Reply to letter to the editor


Journal Title (Medline/Pubmed accepted abbreviation): Am. J.Physiol Endocrinol. Metab.
Year: 2011
Volume: 300
Issue: 3
Pages:E611-E612
doi:10.1152/ajpendo.00675.2010

Primary article they are referring to:

Reitelseder S, Agergaard J, Doessing S, Helmark IC, Lund P, Kristensen NB, Frystyk JF, Flyvbjerg A, Schjerling P, van Hall G, Kjaer M, & Holm L. Whey and casein labeled with L-[1-13C]leucine and muscle protein synthesis: effect of resistance exercise and protein ingestion. Am J Physiol Endocrinol Metab 300: E231–E242, 2011.
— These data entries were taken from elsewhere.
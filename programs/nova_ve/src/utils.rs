//! Helpers shared by instruction handlers: token CPIs and accounts passed
//! through `remaining_accounts`.

use anchor_lang::prelude::*;
use anchor_lang::system_program::{self, CreateAccount};
use anchor_spl::token::{self, MintTo, Transfer};

use crate::error::VeError;

/// Moves `amount` tokens. `signer_seeds` is empty when `authority` signed the
/// transaction itself.
pub fn transfer_tokens<'info>(
    token_program: &AccountInfo<'info>,
    from: &AccountInfo<'info>,
    to: &AccountInfo<'info>,
    authority: &AccountInfo<'info>,
    signer_seeds: &[&[&[u8]]],
    amount: u64,
) -> Result<()> {
    if amount == 0 {
        return Ok(());
    }
    let cpi_accounts = Transfer {
        from: from.clone(),
        to: to.clone(),
        authority: authority.clone(),
    };
    let cpi_ctx = CpiContext::new_with_signer(token_program.clone(), cpi_accounts, signer_seeds);
    token::transfer(cpi_ctx, amount).map_err(|e| {
        msg!("Token transfer of {} rejected: {:?}", amount, e);
        error!(VeError::TransferFailed)
    })
}

pub fn mint_tokens<'info>(
    token_program: &AccountInfo<'info>,
    mint: &AccountInfo<'info>,
    to: &AccountInfo<'info>,
    authority: &AccountInfo<'info>,
    signer_seeds: &[&[&[u8]]],
    amount: u64,
) -> Result<()> {
    if amount == 0 {
        return Ok(());
    }
    let cpi_accounts = MintTo {
        mint: mint.clone(),
        to: to.clone(),
        authority: authority.clone(),
    };
    let cpi_ctx = CpiContext::new_with_signer(token_program.clone(), cpi_accounts, signer_seeds);
    token::mint_to(cpi_ctx, amount).map_err(|e| {
        msg!("Mint of {} rejected: {:?}", amount, e);
        error!(VeError::TransferFailed)
    })
}

/// Deserializes a program-owned account handed in through `remaining_accounts`.
pub fn load_account<T: AccountDeserialize + Owner>(info: &AccountInfo) -> Result<T> {
    require_keys_eq!(*info.owner, T::owner(), VeError::InvalidAccount);
    let data = info.try_borrow_data()?;
    T::try_deserialize(&mut &data[..])
}

/// Writes `account` (with its discriminator) back into `info`.
pub fn store_account<T: AccountSerialize>(info: &AccountInfo, account: &T) -> Result<()> {
    let mut data = info.try_borrow_mut_data()?;
    let mut writer: &mut [u8] = &mut data[..];
    account.try_serialize(&mut writer)
}

/// Allocates a program-owned PDA at `target`. `seeds` exclude the bump, which
/// is derived here and returned.
pub fn create_pda_account<'info>(
    payer: &AccountInfo<'info>,
    target: &AccountInfo<'info>,
    system_program: &AccountInfo<'info>,
    space: usize,
    seeds: &[&[u8]],
) -> Result<u8> {
    let (expected, bump) = Pubkey::find_program_address(seeds, &crate::ID);
    require_keys_eq!(expected, target.key(), VeError::InvalidAccount);

    let bump_seed = [bump];
    let mut signer: Vec<&[u8]> = seeds.to_vec();
    signer.push(&bump_seed);

    let lamports = Rent::get()?.minimum_balance(space);
    system_program::create_account(
        CpiContext::new_with_signer(
            system_program.clone(),
            CreateAccount {
                from: payer.clone(),
                to: target.clone(),
            },
            &[&signer[..]],
        ),
        lamports,
        space as u64,
        &crate::ID,
    )?;
    Ok(bump)
}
Reference to Dr. Phillips’ letter:

Phillips, S. M. (2011). A comparison of whey to caseinate. American J Physiol Endrocrinol Metab, 300(3), E610; author reply E611-2. doi: 10.1152/ajpendo.00647.2010.

Summary of letter:
         The authors acknowledge that micellarized casein and acidic caseinate have different physiological properties, and agree that their results cannot be translated to casein. However, they took exception with Phillips’ claim that the caseinate and whey showed nearly identical postprandial amino acid increases. The argued that their results did show amino acid concentrations in the blood following ingestion of caseinate that were significantly different than following ingestion of whey (Figures 4E and 4F in the paper). In the end, despite the differences in protein digestion rates they say they did, in fact, observe in their study, Reitelseder et al. still support their general conclusion that the both protein sources supported roughly equal rates of protein synthesis over the course of their study. Thus, they maintain that differences in rate of protein digestion are a relatively unimportant factor in determining the rate of protein synthesis, especially in a study in which protein synthesis is measured over a longer postprandial time frame. Future studies ought to compare exactly how micellarized casein, casein from milk, and caseinate are absorbed at rest and after exercise.
         Based on their studies, the authors propose a dose of 20 g of high quality protein (20 g of egg protein + 10 g of essential amino acids (corresponding to 20 g of quality protein) to promote maximal muscle protein synthesis.